Of the entries below, return only those lines from the line with "(1, Some([_, b, c]))" to the line with "in free-form triangle", exactly, both included.

[Collected data]
---

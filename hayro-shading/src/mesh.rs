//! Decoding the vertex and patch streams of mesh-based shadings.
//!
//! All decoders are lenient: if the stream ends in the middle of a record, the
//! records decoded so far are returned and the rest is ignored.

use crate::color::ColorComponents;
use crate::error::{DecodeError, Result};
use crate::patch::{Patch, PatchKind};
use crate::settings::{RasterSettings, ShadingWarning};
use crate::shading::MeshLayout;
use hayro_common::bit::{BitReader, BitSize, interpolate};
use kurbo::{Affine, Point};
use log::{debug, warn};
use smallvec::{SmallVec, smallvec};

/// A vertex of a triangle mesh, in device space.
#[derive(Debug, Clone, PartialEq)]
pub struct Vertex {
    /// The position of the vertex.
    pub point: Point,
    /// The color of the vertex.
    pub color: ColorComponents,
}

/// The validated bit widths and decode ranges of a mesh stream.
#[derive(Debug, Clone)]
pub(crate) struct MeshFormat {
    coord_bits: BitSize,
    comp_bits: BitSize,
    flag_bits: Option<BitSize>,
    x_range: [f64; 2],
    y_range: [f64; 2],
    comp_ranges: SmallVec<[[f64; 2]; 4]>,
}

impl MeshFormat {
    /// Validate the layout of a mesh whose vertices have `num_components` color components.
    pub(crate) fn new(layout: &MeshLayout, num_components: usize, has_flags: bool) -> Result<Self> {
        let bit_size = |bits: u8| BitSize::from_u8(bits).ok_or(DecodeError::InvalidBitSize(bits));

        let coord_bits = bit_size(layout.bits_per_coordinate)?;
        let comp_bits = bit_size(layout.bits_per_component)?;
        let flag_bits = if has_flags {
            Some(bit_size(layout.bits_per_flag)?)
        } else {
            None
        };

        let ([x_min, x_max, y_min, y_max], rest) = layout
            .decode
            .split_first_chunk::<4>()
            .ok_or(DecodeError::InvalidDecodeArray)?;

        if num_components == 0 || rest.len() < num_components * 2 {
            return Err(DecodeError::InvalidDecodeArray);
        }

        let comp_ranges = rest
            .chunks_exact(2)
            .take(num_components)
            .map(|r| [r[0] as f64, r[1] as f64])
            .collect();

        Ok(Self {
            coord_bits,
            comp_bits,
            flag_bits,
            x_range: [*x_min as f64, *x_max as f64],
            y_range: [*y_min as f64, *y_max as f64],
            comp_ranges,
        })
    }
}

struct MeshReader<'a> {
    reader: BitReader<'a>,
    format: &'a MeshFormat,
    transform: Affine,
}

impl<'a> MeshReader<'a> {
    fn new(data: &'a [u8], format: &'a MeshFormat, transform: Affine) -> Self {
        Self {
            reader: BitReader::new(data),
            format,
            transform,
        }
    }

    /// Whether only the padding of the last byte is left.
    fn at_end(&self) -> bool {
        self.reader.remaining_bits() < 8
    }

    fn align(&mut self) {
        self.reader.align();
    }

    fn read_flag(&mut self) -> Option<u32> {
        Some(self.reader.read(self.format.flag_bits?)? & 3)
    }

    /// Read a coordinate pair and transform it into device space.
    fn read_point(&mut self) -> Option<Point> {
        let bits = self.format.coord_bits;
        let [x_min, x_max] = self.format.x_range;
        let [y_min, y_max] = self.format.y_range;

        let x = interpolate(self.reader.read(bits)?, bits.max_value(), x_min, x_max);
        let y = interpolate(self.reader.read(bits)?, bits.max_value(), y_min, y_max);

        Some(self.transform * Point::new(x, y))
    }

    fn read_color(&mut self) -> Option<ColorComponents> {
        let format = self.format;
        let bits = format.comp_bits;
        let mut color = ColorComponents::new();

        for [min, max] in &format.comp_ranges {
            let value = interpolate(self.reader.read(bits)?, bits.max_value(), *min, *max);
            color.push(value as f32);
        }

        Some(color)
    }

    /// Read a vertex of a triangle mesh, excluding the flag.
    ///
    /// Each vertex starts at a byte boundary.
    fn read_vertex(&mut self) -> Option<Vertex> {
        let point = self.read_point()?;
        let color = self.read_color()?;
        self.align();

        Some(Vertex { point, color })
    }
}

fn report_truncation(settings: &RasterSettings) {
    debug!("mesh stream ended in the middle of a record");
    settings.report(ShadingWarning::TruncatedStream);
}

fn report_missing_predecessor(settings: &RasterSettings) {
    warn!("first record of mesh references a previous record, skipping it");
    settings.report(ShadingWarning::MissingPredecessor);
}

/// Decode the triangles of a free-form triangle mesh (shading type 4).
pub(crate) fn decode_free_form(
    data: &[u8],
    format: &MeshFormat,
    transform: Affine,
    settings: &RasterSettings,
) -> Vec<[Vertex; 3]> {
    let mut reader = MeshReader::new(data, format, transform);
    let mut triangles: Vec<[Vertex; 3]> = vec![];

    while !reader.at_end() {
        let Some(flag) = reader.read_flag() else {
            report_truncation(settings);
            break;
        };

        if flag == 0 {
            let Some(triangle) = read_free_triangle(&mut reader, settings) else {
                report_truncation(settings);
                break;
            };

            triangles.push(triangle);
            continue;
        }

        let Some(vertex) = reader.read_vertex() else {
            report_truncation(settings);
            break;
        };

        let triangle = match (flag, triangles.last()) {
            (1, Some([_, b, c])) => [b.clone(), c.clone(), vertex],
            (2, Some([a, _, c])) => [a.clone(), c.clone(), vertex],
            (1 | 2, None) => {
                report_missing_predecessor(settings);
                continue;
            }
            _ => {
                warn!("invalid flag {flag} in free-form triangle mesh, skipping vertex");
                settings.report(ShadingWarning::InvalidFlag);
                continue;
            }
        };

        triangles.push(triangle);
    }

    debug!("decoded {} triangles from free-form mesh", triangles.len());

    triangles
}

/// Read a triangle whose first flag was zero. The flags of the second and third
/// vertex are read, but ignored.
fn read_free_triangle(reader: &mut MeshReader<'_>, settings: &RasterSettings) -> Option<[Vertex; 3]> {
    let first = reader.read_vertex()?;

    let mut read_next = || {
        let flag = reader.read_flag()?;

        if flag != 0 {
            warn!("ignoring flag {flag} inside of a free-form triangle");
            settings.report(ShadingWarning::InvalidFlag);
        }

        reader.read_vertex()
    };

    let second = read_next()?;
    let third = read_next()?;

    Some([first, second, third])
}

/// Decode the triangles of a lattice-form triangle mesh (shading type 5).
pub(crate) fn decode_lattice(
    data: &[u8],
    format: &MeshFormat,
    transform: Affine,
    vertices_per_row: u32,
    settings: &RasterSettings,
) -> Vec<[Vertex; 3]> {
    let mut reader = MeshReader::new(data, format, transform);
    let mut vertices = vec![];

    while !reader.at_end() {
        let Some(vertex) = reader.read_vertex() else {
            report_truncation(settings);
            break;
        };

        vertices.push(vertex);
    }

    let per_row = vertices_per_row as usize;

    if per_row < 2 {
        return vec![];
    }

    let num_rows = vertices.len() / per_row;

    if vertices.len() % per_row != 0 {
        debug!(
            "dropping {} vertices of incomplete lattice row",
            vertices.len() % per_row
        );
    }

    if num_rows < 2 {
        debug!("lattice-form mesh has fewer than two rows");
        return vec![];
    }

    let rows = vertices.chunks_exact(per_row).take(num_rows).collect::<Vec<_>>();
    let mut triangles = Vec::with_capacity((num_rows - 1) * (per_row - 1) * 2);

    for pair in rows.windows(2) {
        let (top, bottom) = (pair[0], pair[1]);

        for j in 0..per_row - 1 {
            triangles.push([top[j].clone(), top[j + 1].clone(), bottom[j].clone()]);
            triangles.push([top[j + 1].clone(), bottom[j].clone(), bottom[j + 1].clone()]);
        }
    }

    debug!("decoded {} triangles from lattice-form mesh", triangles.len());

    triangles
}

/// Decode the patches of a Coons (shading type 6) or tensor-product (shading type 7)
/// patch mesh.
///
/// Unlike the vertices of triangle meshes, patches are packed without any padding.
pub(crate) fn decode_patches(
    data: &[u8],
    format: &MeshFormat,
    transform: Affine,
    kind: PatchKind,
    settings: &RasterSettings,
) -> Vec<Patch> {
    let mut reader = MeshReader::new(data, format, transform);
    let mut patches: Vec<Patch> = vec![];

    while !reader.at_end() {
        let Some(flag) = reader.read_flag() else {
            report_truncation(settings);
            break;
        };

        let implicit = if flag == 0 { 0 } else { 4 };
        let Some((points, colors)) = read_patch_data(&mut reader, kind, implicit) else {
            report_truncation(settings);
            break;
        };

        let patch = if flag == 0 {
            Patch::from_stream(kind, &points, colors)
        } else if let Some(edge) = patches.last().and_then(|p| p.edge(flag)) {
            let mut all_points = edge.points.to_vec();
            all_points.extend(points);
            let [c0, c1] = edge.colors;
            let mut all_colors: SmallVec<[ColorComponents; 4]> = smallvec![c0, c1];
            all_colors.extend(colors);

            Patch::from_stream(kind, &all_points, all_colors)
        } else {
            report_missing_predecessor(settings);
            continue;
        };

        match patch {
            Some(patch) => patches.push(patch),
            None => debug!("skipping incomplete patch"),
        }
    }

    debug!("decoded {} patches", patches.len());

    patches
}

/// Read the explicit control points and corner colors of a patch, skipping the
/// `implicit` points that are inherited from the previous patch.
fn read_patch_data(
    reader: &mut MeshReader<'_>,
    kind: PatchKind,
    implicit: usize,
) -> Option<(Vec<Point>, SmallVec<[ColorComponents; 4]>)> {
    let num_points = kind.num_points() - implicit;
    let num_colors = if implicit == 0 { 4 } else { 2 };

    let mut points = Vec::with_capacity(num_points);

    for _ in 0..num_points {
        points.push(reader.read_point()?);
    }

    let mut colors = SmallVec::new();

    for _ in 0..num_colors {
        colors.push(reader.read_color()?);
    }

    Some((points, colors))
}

---

ANSWER BOX
            (1, Some([_, b, c])) => [b.clone(), c.clone(), vertex],
            (2, Some([a, _, c])) => [a.clone(), c.clone(), vertex],
            (1 | 2, None) => {
                report_missing_predecessor(settings);
                continue;
            }
            _ => {
                warn!("invalid flag {flag} in free-form triangle mesh, skipping vertex");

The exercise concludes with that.